------ Extracted entries ------
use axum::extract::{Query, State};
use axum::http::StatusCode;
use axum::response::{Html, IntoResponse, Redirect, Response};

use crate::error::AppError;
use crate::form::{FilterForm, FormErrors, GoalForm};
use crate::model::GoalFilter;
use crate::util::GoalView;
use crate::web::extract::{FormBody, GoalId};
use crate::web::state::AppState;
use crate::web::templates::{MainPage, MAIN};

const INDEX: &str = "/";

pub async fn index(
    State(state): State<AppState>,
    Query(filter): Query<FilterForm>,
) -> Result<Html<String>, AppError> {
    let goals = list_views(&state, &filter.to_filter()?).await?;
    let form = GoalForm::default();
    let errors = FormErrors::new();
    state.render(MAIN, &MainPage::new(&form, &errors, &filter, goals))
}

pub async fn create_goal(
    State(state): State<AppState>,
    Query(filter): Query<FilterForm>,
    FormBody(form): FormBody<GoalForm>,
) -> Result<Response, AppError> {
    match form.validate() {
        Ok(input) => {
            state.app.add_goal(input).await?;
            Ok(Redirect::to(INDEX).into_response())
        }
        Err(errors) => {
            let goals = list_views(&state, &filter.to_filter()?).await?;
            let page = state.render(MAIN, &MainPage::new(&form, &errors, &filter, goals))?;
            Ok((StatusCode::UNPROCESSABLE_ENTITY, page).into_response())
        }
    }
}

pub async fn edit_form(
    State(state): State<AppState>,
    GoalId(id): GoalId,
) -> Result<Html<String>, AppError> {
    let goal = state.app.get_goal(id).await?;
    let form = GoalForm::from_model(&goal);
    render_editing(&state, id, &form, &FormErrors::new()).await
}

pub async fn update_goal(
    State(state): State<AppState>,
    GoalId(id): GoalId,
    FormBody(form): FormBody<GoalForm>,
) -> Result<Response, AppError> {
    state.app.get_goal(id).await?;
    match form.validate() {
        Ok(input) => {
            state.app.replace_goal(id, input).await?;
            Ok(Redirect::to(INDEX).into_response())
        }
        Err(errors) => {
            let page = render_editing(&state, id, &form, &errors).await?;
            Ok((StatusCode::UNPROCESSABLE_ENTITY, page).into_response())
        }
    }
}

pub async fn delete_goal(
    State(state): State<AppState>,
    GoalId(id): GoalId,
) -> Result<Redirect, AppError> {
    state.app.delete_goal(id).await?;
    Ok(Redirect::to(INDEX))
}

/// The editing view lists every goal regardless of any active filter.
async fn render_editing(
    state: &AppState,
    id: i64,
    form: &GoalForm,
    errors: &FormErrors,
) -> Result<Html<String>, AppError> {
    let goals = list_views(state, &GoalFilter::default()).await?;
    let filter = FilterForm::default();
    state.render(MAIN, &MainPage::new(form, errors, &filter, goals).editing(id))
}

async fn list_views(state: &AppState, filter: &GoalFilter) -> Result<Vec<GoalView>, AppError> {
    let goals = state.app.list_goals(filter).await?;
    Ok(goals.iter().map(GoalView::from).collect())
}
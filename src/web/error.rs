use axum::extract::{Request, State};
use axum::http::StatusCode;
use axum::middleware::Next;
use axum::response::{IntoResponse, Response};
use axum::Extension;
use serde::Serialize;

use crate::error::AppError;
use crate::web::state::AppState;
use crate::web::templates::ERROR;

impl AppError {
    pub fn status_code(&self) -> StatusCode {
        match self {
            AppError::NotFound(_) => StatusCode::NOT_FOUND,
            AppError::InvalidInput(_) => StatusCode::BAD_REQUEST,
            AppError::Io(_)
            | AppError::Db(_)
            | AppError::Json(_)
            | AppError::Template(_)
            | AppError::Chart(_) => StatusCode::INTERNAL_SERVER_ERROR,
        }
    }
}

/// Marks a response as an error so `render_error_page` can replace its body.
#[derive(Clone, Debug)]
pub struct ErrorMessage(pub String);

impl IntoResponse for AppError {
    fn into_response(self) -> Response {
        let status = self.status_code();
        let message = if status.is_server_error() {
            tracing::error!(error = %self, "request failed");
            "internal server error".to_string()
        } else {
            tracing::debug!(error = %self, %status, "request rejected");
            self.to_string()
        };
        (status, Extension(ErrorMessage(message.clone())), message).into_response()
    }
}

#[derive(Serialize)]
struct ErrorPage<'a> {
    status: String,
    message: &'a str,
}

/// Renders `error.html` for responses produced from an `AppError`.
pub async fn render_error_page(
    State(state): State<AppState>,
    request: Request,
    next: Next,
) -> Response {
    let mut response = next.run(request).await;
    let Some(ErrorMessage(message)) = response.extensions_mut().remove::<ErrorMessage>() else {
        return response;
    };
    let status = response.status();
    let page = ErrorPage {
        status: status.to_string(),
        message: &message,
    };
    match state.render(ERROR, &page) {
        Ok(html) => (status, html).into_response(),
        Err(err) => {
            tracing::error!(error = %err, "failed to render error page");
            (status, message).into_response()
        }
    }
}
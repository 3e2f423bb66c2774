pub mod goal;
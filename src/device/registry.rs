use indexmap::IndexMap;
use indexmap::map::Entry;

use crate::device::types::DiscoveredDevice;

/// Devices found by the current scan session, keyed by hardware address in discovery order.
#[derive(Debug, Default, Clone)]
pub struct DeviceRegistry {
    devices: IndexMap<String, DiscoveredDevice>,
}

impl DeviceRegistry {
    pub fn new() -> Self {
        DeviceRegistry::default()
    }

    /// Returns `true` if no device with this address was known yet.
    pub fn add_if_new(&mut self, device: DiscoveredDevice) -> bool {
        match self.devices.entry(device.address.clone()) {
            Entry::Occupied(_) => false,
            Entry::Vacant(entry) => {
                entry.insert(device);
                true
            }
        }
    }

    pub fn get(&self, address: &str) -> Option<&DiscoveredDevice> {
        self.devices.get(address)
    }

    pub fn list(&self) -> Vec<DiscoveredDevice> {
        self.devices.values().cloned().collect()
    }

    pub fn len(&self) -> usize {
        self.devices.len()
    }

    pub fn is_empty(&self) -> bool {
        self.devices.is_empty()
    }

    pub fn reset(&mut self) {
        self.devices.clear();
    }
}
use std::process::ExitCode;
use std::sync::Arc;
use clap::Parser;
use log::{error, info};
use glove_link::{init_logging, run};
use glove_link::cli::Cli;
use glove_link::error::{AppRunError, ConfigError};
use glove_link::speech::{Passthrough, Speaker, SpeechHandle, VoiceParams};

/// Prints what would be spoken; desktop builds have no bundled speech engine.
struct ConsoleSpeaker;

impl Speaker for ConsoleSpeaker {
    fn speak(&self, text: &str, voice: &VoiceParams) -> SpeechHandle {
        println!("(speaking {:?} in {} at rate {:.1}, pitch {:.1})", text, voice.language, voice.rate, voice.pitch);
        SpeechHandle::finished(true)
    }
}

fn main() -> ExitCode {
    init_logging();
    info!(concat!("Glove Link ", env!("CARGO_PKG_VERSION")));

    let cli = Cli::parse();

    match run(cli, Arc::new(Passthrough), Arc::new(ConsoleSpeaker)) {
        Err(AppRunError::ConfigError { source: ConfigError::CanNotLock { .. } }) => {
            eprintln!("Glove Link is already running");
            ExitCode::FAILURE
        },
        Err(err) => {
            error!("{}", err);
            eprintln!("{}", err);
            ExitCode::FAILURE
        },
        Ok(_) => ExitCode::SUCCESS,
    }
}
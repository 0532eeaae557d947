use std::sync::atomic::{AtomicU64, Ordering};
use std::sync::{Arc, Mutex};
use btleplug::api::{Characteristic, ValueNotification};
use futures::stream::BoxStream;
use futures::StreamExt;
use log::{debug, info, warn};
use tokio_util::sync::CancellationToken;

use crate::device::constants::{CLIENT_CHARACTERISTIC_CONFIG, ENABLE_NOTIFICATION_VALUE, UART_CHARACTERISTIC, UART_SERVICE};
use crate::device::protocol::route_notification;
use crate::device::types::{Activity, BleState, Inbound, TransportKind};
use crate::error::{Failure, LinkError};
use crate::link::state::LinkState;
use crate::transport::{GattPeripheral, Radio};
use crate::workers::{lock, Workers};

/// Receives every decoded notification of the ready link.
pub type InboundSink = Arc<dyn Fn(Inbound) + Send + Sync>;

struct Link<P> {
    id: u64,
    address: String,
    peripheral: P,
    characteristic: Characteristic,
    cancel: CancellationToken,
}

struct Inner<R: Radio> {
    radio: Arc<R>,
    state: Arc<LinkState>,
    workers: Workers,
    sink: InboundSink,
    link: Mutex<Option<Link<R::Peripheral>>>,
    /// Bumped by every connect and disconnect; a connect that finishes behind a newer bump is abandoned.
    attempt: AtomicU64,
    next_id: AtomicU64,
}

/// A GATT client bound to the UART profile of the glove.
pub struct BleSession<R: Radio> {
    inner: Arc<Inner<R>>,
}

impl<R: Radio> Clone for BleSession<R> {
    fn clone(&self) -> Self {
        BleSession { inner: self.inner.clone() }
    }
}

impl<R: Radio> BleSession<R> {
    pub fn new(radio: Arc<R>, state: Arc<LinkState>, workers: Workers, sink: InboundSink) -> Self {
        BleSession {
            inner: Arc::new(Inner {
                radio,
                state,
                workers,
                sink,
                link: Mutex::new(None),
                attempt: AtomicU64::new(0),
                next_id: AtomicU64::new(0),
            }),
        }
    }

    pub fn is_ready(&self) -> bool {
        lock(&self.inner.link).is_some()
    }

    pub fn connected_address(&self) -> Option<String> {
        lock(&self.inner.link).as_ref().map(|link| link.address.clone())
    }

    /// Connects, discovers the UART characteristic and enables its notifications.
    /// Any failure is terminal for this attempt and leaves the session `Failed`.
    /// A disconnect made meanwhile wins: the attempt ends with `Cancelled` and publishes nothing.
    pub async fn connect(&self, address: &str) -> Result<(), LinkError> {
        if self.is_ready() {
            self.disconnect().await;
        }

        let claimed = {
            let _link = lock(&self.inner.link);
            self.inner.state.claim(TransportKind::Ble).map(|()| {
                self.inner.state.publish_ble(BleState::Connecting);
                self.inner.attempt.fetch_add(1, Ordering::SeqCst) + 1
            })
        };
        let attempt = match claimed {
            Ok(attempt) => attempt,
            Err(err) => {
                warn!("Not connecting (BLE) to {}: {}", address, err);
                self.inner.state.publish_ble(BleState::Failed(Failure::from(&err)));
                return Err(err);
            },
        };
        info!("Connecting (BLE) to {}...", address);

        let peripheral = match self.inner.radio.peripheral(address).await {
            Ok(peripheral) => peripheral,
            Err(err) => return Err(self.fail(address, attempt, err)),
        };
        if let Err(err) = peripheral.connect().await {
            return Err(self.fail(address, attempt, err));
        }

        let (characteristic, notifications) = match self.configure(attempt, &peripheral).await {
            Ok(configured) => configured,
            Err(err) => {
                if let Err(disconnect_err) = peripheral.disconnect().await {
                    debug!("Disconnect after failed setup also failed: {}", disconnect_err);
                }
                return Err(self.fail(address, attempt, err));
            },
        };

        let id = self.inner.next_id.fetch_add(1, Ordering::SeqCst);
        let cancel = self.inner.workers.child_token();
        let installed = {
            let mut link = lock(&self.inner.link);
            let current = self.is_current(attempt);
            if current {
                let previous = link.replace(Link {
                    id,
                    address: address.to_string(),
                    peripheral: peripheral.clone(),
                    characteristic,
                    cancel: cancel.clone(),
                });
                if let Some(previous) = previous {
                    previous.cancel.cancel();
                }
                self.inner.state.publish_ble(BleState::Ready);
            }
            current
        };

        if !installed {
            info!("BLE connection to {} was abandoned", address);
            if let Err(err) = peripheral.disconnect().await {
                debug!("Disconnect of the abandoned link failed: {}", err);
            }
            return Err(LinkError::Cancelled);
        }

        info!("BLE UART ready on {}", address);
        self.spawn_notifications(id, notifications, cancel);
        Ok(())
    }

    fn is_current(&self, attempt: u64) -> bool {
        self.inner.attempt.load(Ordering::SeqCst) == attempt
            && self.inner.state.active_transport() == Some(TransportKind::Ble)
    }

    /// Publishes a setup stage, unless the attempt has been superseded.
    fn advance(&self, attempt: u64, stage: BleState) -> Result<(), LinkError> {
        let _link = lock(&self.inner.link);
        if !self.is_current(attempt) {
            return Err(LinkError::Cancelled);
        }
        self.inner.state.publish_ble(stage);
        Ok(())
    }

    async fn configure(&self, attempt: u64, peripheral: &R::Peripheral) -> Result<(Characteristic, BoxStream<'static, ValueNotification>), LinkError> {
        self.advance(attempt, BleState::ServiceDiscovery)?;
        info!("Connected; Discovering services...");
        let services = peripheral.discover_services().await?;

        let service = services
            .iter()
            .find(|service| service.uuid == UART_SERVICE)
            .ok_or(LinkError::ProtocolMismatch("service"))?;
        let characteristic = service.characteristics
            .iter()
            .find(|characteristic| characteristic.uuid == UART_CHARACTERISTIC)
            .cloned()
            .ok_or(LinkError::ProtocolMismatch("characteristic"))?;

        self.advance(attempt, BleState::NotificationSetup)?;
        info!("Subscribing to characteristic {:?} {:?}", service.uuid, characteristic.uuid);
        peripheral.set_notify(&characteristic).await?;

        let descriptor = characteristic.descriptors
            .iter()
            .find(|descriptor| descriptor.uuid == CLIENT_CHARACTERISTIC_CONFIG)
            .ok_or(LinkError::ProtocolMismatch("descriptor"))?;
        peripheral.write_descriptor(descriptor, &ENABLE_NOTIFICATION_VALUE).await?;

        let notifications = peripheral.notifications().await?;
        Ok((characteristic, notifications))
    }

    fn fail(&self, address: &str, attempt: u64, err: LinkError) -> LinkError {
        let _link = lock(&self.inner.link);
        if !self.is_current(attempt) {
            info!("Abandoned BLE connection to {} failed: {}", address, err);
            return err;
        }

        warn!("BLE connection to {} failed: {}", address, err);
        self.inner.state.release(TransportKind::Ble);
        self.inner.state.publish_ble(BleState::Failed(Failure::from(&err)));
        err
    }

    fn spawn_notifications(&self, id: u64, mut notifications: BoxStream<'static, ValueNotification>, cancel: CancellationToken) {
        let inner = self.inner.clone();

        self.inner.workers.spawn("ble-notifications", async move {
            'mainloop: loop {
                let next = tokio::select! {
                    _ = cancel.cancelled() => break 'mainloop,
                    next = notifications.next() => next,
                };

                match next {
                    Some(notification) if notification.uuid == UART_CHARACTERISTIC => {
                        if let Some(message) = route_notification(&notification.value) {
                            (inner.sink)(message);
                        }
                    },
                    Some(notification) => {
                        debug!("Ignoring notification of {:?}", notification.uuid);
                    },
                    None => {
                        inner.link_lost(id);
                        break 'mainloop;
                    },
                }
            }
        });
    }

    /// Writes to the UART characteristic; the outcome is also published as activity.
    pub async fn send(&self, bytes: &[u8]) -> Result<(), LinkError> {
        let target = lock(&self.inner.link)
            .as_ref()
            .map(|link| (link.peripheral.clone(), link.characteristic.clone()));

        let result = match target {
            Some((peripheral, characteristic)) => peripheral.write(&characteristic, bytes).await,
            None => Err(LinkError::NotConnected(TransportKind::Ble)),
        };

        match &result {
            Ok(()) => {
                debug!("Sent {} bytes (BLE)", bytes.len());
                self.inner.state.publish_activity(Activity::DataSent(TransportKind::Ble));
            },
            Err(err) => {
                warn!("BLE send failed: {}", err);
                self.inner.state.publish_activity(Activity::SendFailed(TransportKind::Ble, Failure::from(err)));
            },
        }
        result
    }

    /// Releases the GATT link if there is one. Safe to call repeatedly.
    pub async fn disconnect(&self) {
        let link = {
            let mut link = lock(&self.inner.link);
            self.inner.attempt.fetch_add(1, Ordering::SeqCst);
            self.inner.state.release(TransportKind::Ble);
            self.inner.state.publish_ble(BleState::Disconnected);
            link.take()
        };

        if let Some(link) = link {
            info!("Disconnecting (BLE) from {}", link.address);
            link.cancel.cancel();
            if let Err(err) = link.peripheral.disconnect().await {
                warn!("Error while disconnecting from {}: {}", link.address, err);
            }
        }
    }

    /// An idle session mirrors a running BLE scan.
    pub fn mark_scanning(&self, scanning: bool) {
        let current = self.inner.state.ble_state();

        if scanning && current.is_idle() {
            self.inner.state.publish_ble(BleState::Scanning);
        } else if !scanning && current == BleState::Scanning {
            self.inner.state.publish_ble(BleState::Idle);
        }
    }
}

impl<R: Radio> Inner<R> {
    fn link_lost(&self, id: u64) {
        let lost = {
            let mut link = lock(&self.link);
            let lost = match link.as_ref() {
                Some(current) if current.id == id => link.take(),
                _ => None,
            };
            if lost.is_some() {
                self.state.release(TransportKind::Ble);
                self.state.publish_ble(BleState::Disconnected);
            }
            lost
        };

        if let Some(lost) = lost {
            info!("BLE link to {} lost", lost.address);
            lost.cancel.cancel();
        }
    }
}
------
Exercise aim →
Looking back over the data above, restate word for word the lines that begin at the line with "let errors = FormErrors::new();" and end at the line with "let goal = state.app.get_goal(id).await?;", inclusive.

Result for this exercise →
    let errors = FormErrors::new();
    state.render(MAIN, &MainPage::new(&form, &errors, &filter, goals))
}

pub async fn create_goal(
    State(state): State<AppState>,
    Query(filter): Query<FilterForm>,
    FormBody(form): FormBody<GoalForm>,
) -> Result<Response, AppError> {
    match form.validate() {
        Ok(input) => {
            state.app.add_goal(input).await?;
            Ok(Redirect::to(INDEX).into_response())
        }
        Err(errors) => {
            let goals = list_views(&state, &filter.to_filter()?).await?;
            let page = state.render(MAIN, &MainPage::new(&form, &errors, &filter, goals))?;
            Ok((StatusCode::UNPROCESSABLE_ENTITY, page).into_response())
        }
    }
}

pub async fn edit_form(
    State(state): State<AppState>,
    GoalId(id): GoalId,
) -> Result<Html<String>, AppError> {
    let goal = state.app.get_goal(id).await?;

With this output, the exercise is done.